Reform advocates declared victory today after Wisconsin agreed to shutter two troubled detention centers and take steps advocates hope will drag its juvenile justice system into the 21st century.
Wisconsin Gov. Scott Walker announced today that his administration will close the Lincoln Hills School for Boys and the Copper Lake School for Girls and build at least five new detention centers that will “align with nationally recognized best practices.”
The two correctional facilities had become for many juvenile justice advocates the symbol of everything that could go wrong in a state system, with allegations of overcrowding, systemic abuse and near-Victorian squalor over nearly a decade.
Wisconsin will spend some $80 million to build new centers and to train staff properly. The move comes on the heels of a nearly year-old federal lawsuit brought by reform advocates.
“This is good for the kids, it’s good for the state and it’s good for juvenile justice everywhere,” said Asma Kadri, ACLU of Wisconsin staff attorney. “This is a process started by the state that will help children recover from their mistakes.”
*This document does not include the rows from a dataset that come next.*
#[test]
fn test_level_pack_mount() {
    let temp = TempDir::new().unwrap();
    let game = temp.path().join("game");
    write(&game, "materials/wall.vmt", b"loose wall");
    let first = level_with(
        &game,
        "maps/first.bsp",
        PackBuilder::new()
            .stored("materials/wall.vmt", b"level wall".to_vec())
            .lzma("materials/floor.vmt", b"level floor".repeat(50)),
    );
    let second = level_with(
        &game,
        "maps/second.bsp",
        PackBuilder::new().stored("materials/sky.vmt", b"sky".to_vec()),
    );

    let fs = FileSystem::default();
    fs.add_search_path(&game, "GAME", SearchPathAdd::Tail).unwrap();
    fs.add_search_path(&first, "GAME", SearchPathAdd::Head).unwrap();

    let hit = fs.resolve("materials/wall.vmt", None, PathFilter::None).unwrap();
    assert_eq!(hit.path_type(), PathType::MapPack);
    assert_ne!(hit.store_id().get() & StoreId::MAP_PACK_FLAG, 0);
    assert_eq!(read_string(&fs, "materials/wall.vmt", None), "level wall");
    assert_eq!(
        fs.read_file("materials/floor.vmt", Some("BSP")).unwrap(),
        b"level floor".repeat(50)
    );
    assert_eq!(fs.size("materials/floor.vmt", Some("BSP")).unwrap(), 550);

    // BSP only consults the level pack
    assert!(fs.exists("maps/first.bsp", Some("GAME")));
    assert!(!fs.exists("maps/first.bsp", Some("BSP")));

    // a second level replaces the first
    fs.add_search_path(&second, "GAME", SearchPathAdd::Head).unwrap();
    let map_packs = fs.search_paths().iter().filter(|m| m.is_map_pack()).count();
    assert_eq!(map_packs, 1);
    assert!(fs.exists("materials/sky.vmt", Some("BSP")));
    assert_eq!(read_string(&fs, "materials/wall.vmt", None), "loose wall");
}

#[test]
fn test_level_without_pack_mounts_nothing() {
    let temp = TempDir::new().unwrap();
    let level = temp.path().join("empty.bsp");
    write_level_file(&level, 19, &[]).unwrap();

    let fs = FileSystem::default();
    fs.add_search_path(&level, "GAME", SearchPathAdd::Head).unwrap();
    assert!(fs.search_paths().is_empty());
}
Under the terms set forth in the announcement, Wisconsin officials will:
- Build and staff five regional detention centers, with a maximum of 36 beds each, across the state;
- Staff those centers in ratios “consistent with the requirements in the Prison Rape Elimination Act”;
- Expand treatment for youthful detainees with mental health programs, including creating a mental health center for women and girls; and
- Work with state and local officials to make sure that new detention centers are accessible but also safely distant from one another (Lincoln Hills and Copper Lakes were both in rural, northwest Wisconsin, while most of its detainees were from Milwaukee, in the state’s southeast corner).
Troubles began around 2010, after state officials slashed the juvenile corrections budget, closed several centers and packed detainees into Lincoln Hills and Copper Lake.
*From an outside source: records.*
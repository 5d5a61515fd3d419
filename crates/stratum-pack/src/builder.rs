//! Builder for pack archives
//!
//! Writes ZIP files the reader understands: stored or LZMA entries, an
//! optional preload section as the first entry, and optionally Zip64 end
//! records or the packed central directory layout.

use crate::error::{PackError, Result};
use crate::format::{
    CENTRAL_HEADER_SIGNATURE, CentralDirectoryHeader, EndOfCentralDirectory,
    INVALID_PRELOAD_ENTRY, LOCAL_HEADER_SIGNATURE, LZMA_PROPS_SIZE, LocalFileHeader,
    PACKED_DIRECTORY_COMMENT, PRELOAD_SECTION_NAME, ZIP64_EXTRA_ID, ZIP64_LOCATOR_SIGNATURE,
    ZIP64_MARKER_16, ZIP64_MARKER_32, Zip64EndOfCentralDirectory, Zip64Locator,
};
use crate::entry::CompressionMethod;
use crate::lzma;
use crate::preload::{build_section, compress_blob};
use binrw::BinWriterExt;
use binrw::io::Cursor;
use flate2::Crc;
use std::path::Path;
use tracing::debug;
use walkdir::WalkDir;

/// DOS date for 1980-01-01
const DOS_EPOCH_DATE: u16 = 0x0021;
/// General purpose flag: LZMA stream ends with an end-of-stream marker
const FLAG_LZMA_EOS: u16 = 0x0002;
/// LZMA preset used for compressed entries
const LZMA_PRESET: u32 = 6;

#[derive(Debug, Clone)]
struct PendingEntry {
    name: String,
    data: Vec<u8>,
    method: CompressionMethod,
}

/// Entry as laid out in the output
struct WrittenEntry {
    name: String,
    method: CompressionMethod,
    crc32: u32,
    original_size: u64,
    compressed_size: u64,
    local_offset: u64,
    extra: Vec<u8>,
}

/// Builder for pack archives
///
/// # Example
///
/// ```rust,no_run
/// use stratum_pack::PackBuilder;
///
/// # fn main() -> Result<(), Box<dyn std::error::Error>> {
/// PackBuilder::new()
///     .stored("scripts/game.txt", b"hello".to_vec())
///     .lzma("materials/brick.vmt", b"\"LightmappedGeneric\" {}".to_vec())
///     .with_preload(512)
///     .write_to_path("pak01.zip")?;
/// # Ok(())
/// # }
/// ```
#[derive(Debug, Clone, Default)]
pub struct PackBuilder {
    entries: Vec<PendingEntry>,
    preload_bytes: usize,
    compress_preload: bool,
    zip64: bool,
    packed_layout: bool,
}

impl PackBuilder {
    /// Create an empty builder
    pub fn new() -> Self {
        Self::default()
    }

    /// Add an entry stored without compression
    #[must_use]
    pub fn stored(self, name: impl Into<String>, data: Vec<u8>) -> Self {
        self.add_file(name, data, CompressionMethod::Stored)
    }

    /// Add an LZMA-compressed entry
    #[must_use]
    pub fn lzma(self, name: impl Into<String>, data: Vec<u8>) -> Self {
        self.add_file(name, data, CompressionMethod::Lzma)
    }

    /// Add an entry with an explicit method
    #[must_use]
    pub fn add_file(
        mut self,
        name: impl Into<String>,
        data: Vec<u8>,
        method: CompressionMethod,
    ) -> Self {
        let name = name.into().replace('\\', "/");
        self.entries.push(PendingEntry { name, data, method });
        self
    }

    /// Add every file below `root`, named relative to it
    pub fn add_directory(mut self, root: impl AsRef<Path>, method: CompressionMethod) -> Result<Self> {
        let root = root.as_ref();
        let mut files = Vec::new();
        for item in WalkDir::new(root).sort_by_file_name() {
            let item = item.map_err(|e| PackError::Io(e.into()))?;
            if !item.file_type().is_file() {
                continue;
            }
            let relative = item
                .path()
                .strip_prefix(root)
                .map_err(|e| PackError::InvalidFormat(e.to_string()))?;
            files.push((
                relative.to_string_lossy().replace('\\', "/"),
                std::fs::read(item.path())?,
            ));
        }

        debug!("Collected {} files from {}", files.len(), root.display());
        for (name, data) in files {
            self = self.add_file(name, data, method);
        }
        Ok(self)
    }

    /// Copy up to `bytes` leading bytes of every stored entry into a preload section
    #[must_use]
    pub const fn with_preload(mut self, bytes: usize) -> Self {
        self.preload_bytes = bytes;
        self
    }

    /// Store preload chunks as `LZMA` blobs
    #[must_use]
    pub const fn with_compressed_preload(mut self, enable: bool) -> Self {
        self.compress_preload = enable;
        self
    }

    /// Always emit Zip64 end of central directory records
    #[must_use]
    pub const fn with_zip64(mut self, enable: bool) -> Self {
        self.zip64 = enable;
        self
    }

    /// Write the packed central directory layout (`XZP2` comment)
    #[must_use]
    pub const fn with_packed_layout(mut self, enable: bool) -> Self {
        self.packed_layout = enable;
        self
    }

    /// Number of entries added so far
    pub fn len(&self) -> usize {
        self.entries.len()
    }

    /// Check whether no entries were added
    pub fn is_empty(&self) -> bool {
        self.entries.is_empty()
    }

    fn preload_section(&self) -> Result<Option<Vec<u8>>> {
        if self.preload_bytes == 0 {
            return Ok(None);
        }

        // central index 0 is the section itself
        let mut remap = vec![INVALID_PRELOAD_ENTRY];
        let mut chunks = Vec::new();
        for entry in &self.entries {
            let take = entry.data.len().min(self.preload_bytes);
            if entry.method != CompressionMethod::Stored || take == 0 {
                remap.push(INVALID_PRELOAD_ENTRY);
                continue;
            }
            let chunk = &entry.data[..take];
            remap.push(chunks.len() as u16);
            chunks.push(if self.compress_preload {
                compress_blob(chunk)?
            } else {
                chunk.to_vec()
            });
        }

        Ok(Some(build_section(&remap, &chunks, 0)))
    }

    /// Serialize the archive
    pub fn to_bytes(&self) -> Result<Vec<u8>> {
        let mut out = Cursor::new(Vec::new());
        let mut written = Vec::with_capacity(self.entries.len() + 1);

        if let Some(section) = self.preload_section()? {
            written.push(write_entry(
                &mut out,
                PRELOAD_SECTION_NAME,
                &section,
                CompressionMethod::Stored,
            )?);
        }
        for entry in &self.entries {
            written.push(write_entry(&mut out, &entry.name, &entry.data, entry.method)?);
        }

        let directory_offset = out.position();
        for entry in &written {
            write_central_header(&mut out, entry, self.packed_layout)?;
        }
        let directory_size = out.position() - directory_offset;

        let count = written.len() as u64;
        let needs_zip64 = self.zip64
            || count >= u64::from(ZIP64_MARKER_16)
            || directory_offset >= u64::from(ZIP64_MARKER_32);

        let mut eocd = if needs_zip64 {
            let record_offset = out.position();
            out.write_le(&Zip64EndOfCentralDirectory::new(
                count,
                directory_size,
                directory_offset,
            ))?;
            out.write_le(&Zip64Locator {
                signature: ZIP64_LOCATOR_SIGNATURE,
                record_disk: 0,
                record_offset,
                total_disks: 1,
            })?;
            EndOfCentralDirectory::new(ZIP64_MARKER_16, ZIP64_MARKER_32, ZIP64_MARKER_32)
        } else {
            EndOfCentralDirectory::new(count as u16, directory_size as u32, directory_offset as u32)
        };

        if self.packed_layout {
            eocd.comment_length = PACKED_DIRECTORY_COMMENT.len() as u16;
        }
        out.write_le(&eocd)?;
        if self.packed_layout {
            out.get_mut().extend_from_slice(PACKED_DIRECTORY_COMMENT);
        }

        debug!(
            "Built pack: {} entries, {} byte directory",
            written.len(),
            directory_size
        );
        Ok(out.into_inner())
    }

    /// Serialize the archive to a file
    pub fn write_to_path(&self, path: impl AsRef<Path>) -> Result<()> {
        std::fs::write(path, self.to_bytes()?)?;
        Ok(())
    }
}

fn checksum(data: &[u8]) -> u32 {
    let mut crc = Crc::new();
    crc.update(data);
    crc.sum()
}

/// Zip64 extra block carrying every 64-bit field, or nothing when all fit
fn zip64_extra_block(original: u64, compressed: u64, offset: u64) -> Vec<u8> {
    let limit = u64::from(ZIP64_MARKER_32);
    if original < limit && compressed < limit && offset < limit {
        return Vec::new();
    }
    let mut extra = Vec::with_capacity(28);
    extra.extend_from_slice(&ZIP64_EXTRA_ID.to_le_bytes());
    extra.extend_from_slice(&24u16.to_le_bytes());
    for value in [original, compressed, offset] {
        extra.extend_from_slice(&value.to_le_bytes());
    }
    extra
}

fn clamp_to_marker(value: u64, zip64: bool) -> u32 {
    if zip64 { ZIP64_MARKER_32 } else { value as u32 }
}

fn write_entry(
    out: &mut Cursor<Vec<u8>>,
    name: &str,
    data: &[u8],
    method: CompressionMethod,
) -> Result<WrittenEntry> {
    let payload = match method {
        CompressionMethod::Stored => data.to_vec(),
        CompressionMethod::Lzma => {
            let (properties, stream) = lzma::compress(data, LZMA_PRESET)?;
            let mut payload = Vec::with_capacity(9 + stream.len());
            payload.extend_from_slice(&[9, 20]);
            payload.extend_from_slice(&(LZMA_PROPS_SIZE as u16).to_le_bytes());
            payload.extend_from_slice(&properties);
            payload.extend_from_slice(&stream);
            payload
        }
    };

    let local_offset = out.position();
    let original_size = data.len() as u64;
    let compressed_size = payload.len() as u64;
    let extra = zip64_extra_block(original_size, compressed_size, local_offset);
    let zip64 = !extra.is_empty();
    let crc32 = checksum(data);

    let header = LocalFileHeader {
        signature: LOCAL_HEADER_SIGNATURE,
        version_needed: version_needed(method, zip64),
        flags: flags(method),
        compression_method: method.id(),
        modified_time: 0,
        modified_date: DOS_EPOCH_DATE,
        crc32,
        compressed_size: clamp_to_marker(compressed_size, zip64),
        uncompressed_size: clamp_to_marker(original_size, zip64),
        file_name_length: name_length(name)?,
        extra_field_length: extra.len() as u16,
    };
    out.write_le(&header)?;
    out.get_mut().extend_from_slice(name.as_bytes());
    out.get_mut().extend_from_slice(&extra);
    out.get_mut().extend_from_slice(&payload);
    out.set_position(out.get_ref().len() as u64);

    Ok(WrittenEntry {
        name: name.to_string(),
        method,
        crc32,
        original_size,
        compressed_size,
        local_offset,
        extra,
    })
}

fn write_central_header(
    out: &mut Cursor<Vec<u8>>,
    entry: &WrittenEntry,
    packed_layout: bool,
) -> Result<()> {
    let zip64 = !entry.extra.is_empty();
    let header = CentralDirectoryHeader {
        signature: CENTRAL_HEADER_SIGNATURE,
        version_made_by: version_needed(entry.method, zip64),
        version_needed: version_needed(entry.method, zip64),
        flags: flags(entry.method),
        compression_method: entry.method.id(),
        modified_time: 0,
        modified_date: DOS_EPOCH_DATE,
        crc32: entry.crc32,
        compressed_size: clamp_to_marker(entry.compressed_size, zip64),
        uncompressed_size: clamp_to_marker(entry.original_size, zip64),
        file_name_length: name_length(&entry.name)?,
        extra_field_length: entry.extra.len() as u16,
        file_comment_length: 0,
        disk_number_start: 0,
        internal_attributes: 0,
        external_attributes: 0,
        local_header_offset: clamp_to_marker(entry.local_offset, zip64),
    };
    out.write_le(&header)?;
    out.get_mut().extend_from_slice(entry.name.as_bytes());
    // the packed layout keeps extra lengths in the header but not the bytes
    if !packed_layout {
        out.get_mut().extend_from_slice(&entry.extra);
    }
    out.set_position(out.get_ref().len() as u64);
    Ok(())
}

const fn version_needed(method: CompressionMethod, zip64: bool) -> u16 {
    match (method, zip64) {
        (CompressionMethod::Lzma, _) => 63,
        (CompressionMethod::Stored, true) => 45,
        (CompressionMethod::Stored, false) => 10,
    }
}

const fn flags(method: CompressionMethod) -> u16 {
    match method {
        CompressionMethod::Lzma => FLAG_LZMA_EOS,
        CompressionMethod::Stored => 0,
    }
}

fn name_length(name: &str) -> Result<u16> {
    u16::try_from(name.len())
        .map_err(|_| PackError::InvalidFormat(format!("Entry name too long: {name}")))
}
Reform advocates made clear that their work isn’t done. While agreeing to broader terms, state officials still haven’t agreed to any timeline on implementing promised reforms, Kadri said.
“I think this is the first and one of the most important steps,” Kadri said. “It’s going to bring Wisconsin up to par with some of the modern models. But this fight is not over.”
This story has been corrected to reflect the fact that the lawsuit is not settled.